To find the answers to both questions, we can use the principle of heat transfer, which states that the heat gained by one object is equal to the heat lost by another object in a closed system.
a) To determine how much heat energy the metal gave up to the water, we need to calculate the heat gained by the water. The formula for heat transfer, also known as the heat energy equation, is:
Q = mcΔT
Where:
Q = Heat energy gained or lost (in Joules)
m = Mass of the substance (in grams)
c = Specific heat capacity of the substance (in J/g°C)
ΔT = Change in temperature (final temperature - initial temperature) (in °C)

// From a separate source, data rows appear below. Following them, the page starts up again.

//! Post-hoc diagnosis of unplanned and late orders.
//!
//! After a run, [`RootCauseClassifier`] explains every order that was not
//! placed or finished after its due date. Each explanation is an immutable
//! [`UnplannedReason`] carrying a reason code, a confidence, a structured
//! analysis payload, a risk level and a recommended action.
//!
//! # Reason precedence
//!
//! `DATA_MISSING > CAPACITY_SHORTAGE > CALENDAR_CONFLICT > PRIORITY_LOSS`:
//! the first cause that matches wins.

mod classifier;

pub use classifier::RootCauseClassifier;

use std::collections::BTreeMap;

use serde::Serialize;

/// Root cause of an unplanned or late order.
#[derive(Debug, Clone, Copy, PartialEq, Eq, PartialOrd, Ord, Hash, Serialize)]
#[serde(rename_all = "SCREAMING_SNAKE_CASE")]
pub enum ReasonCode {
    /// Not enough machine time before the due date.
    CapacityShortage,
    /// Enough raw time, but calendars block it.
    CalendarConflict,
    /// Higher-priority orders took the capacity.
    PriorityLoss,
    /// The order lacks scheduling data.
    DataMissing,
}

impl ReasonCode {
    /// Code as it appears in reports.
    pub fn as_str(&self) -> &'static str {
        match self {
            Self::CapacityShortage => "CAPACITY_SHORTAGE",
            Self::CalendarConflict => "CALENDAR_CONFLICT",
            Self::PriorityLoss => "PRIORITY_LOSS",
            Self::DataMissing => "DATA_MISSING",
        }
    }

    /// Fixed remediation for this cause.
    pub fn recommended_action(&self) -> &'static str {
        match self {
            Self::CapacityShortage => {
                "Add capacity (overtime or extra shift) or outsource the order"
            }
            Self::CalendarConflict => {
                "Reschedule maintenance or add working time before the due date"
            }
            Self::PriorityLoss => "Review order priorities or split the order across machines",
            Self::DataMissing => "Complete routing, item and resource data for the order",
        }
    }
}

/// Plan state of a diagnosed order.
#[derive(Debug, Clone, Copy, PartialEq, Eq, PartialOrd, Ord, Serialize)]
#[serde(rename_all = "SCREAMING_SNAKE_CASE")]
pub enum PlanStatus {
    /// Not in the schedule.
    Unplanned,
    /// Scheduled, but finishing after its due date.
    Delayed,
}

/// Delivery risk.
#[derive(Debug, Clone, Copy, PartialEq, Eq, PartialOrd, Ord, Hash, Serialize)]
#[serde(rename_all = "SCREAMING_SNAKE_CASE")]
pub enum RiskLevel {
    Low,
    Medium,
    High,
}

impl RiskLevel {
    /// `HIGH` above `high_hours` of delay; `MEDIUM` above `medium_hours` or
    /// when unplanned; otherwise `LOW`.
    pub fn assess(
        status: PlanStatus,
        delay_hours: f64,
        high_hours: f64,
        medium_hours: f64,
    ) -> Self {
        if delay_hours > high_hours {
            Self::High
        } else if delay_hours > medium_hours || status == PlanStatus::Unplanned {
            Self::Medium
        } else {
            Self::Low
        }
    }
}

/// Diagnosis of one order. Fields are read-only.
#[derive(Debug, Clone, PartialEq, Serialize)]
pub struct UnplannedReason {
    order_id: String,
    scenario_id: String,
    reason_code: ReasonCode,
    status: PlanStatus,
    delay_hours: f64,
    confidence: f64,
    explanation: String,
    analysis: serde_json::Value,
    risk_level: RiskLevel,
    recommended_action: &'static str,
}

impl UnplannedReason {
    #[allow(clippy::too_many_arguments)]
    pub(crate) fn new(
        order_id: impl Into<String>,
        scenario_id: impl Into<String>,
        reason_code: ReasonCode,
        status: PlanStatus,
        delay_hours: f64,
        confidence: f64,
        explanation: impl Into<String>,
        analysis: serde_json::Value,
        risk_level: RiskLevel,
    ) -> Self {
        Self {
            order_id: order_id.into(),
            scenario_id: scenario_id.into(),
            reason_code,
            status,
            delay_hours: delay_hours.max(0.0),
            confidence: confidence.clamp(0.0, 1.0),
            explanation: explanation.into(),
            analysis,
            risk_level,
            recommended_action: reason_code.recommended_action(),
        }
    }

    pub fn order_id(&self) -> &str {
        &self.order_id
    }

    pub fn scenario_id(&self) -> &str {
        &self.scenario_id
    }

    pub fn reason_code(&self) -> ReasonCode {
        self.reason_code
    }

    pub fn status(&self) -> PlanStatus {
        self.status
    }

    /// Hours past due (0 when unplanned).
    pub fn delay_hours(&self) -> f64 {
        self.delay_hours
    }

    /// Confidence in the assigned cause (0.0..=1.0).
    pub fn confidence(&self) -> f64 {
        self.confidence
    }

    pub fn explanation(&self) -> &str {
        &self.explanation
    }

    /// Structured evidence behind the classification.
    pub fn analysis(&self) -> &serde_json::Value {
        &self.analysis
    }

    pub fn risk_level(&self) -> RiskLevel {
        self.risk_level
    }

    pub fn recommended_action(&self) -> &'static str {
        self.recommended_action
    }
}

/// Counts over a set of diagnoses.
#[derive(Debug, Clone, Default, PartialEq, Serialize)]
pub struct DiagnosisSummary {
    pub total: usize,
    pub unplanned: usize,
    pub delayed: usize,
    pub by_reason: BTreeMap<ReasonCode, usize>,
    pub by_risk: BTreeMap<RiskLevel, usize>,
    pub total_delay_hours: f64,
}

impl DiagnosisSummary {
    /// Aggregates a classifier output.
    pub fn from_reasons(reasons: &[UnplannedReason]) -> Self {
        let mut summary = Self {
            total: reasons.len(),
            ..Self::default()
        };
        for r in reasons {
            match r.status {
                PlanStatus::Unplanned => summary.unplanned += 1,
                PlanStatus::Delayed => summary.delayed += 1,
            }
            *summary.by_reason.entry(r.reason_code).or_insert(0) += 1;
            *summary.by_risk.entry(r.risk_level).or_insert(0) += 1;
            summary.total_delay_hours += r.delay_hours;
        }
        summary
    }

    /// Number of diagnoses with the given code.
    pub fn count(&self, code: ReasonCode) -> usize {
        self.by_reason.get(&code).copied().unwrap_or(0)
    }
}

In this case, the water gained heat energy, so we can use the formula with the values provided:
m of water = 200g
c of water = 4.184 J/g°C
ΔT of water = (final temperature - initial temperature)
= (32.5°C - 22°C)
Now we can calculate the heat energy gained by the water:
Q_water = (200g) × (4.184 J/g°C) × (32.5°C - 22°C)
b) To determine the specific heat capacity of the metal, we use the same heat energy equation:
Q = mcΔT
This time, the heat energy is lost by the metal, so we can write the equation as:
Q_metal = (500g) × (c_metal) × (32.5°C - 60°C)
We have the value for Q_water from part (a). Since the heat energy lost by the metal is equal to the heat energy gained by the water (according to the principle of heat transfer), we can equate the two equations:
Q_metal = Q_water
From here, we can solve for the specific heat capacity of the metal, c_metal, by rearranging the equation:
(c_metal) = (Q_water) / [(500g) × (32.5°C - 60°C)]
Now, substitute the calculated values and solve for the specific heat capacity of the metal to get the answer to part (b).
I hope this explanation helps! If you have any further questions, please feel free to ask.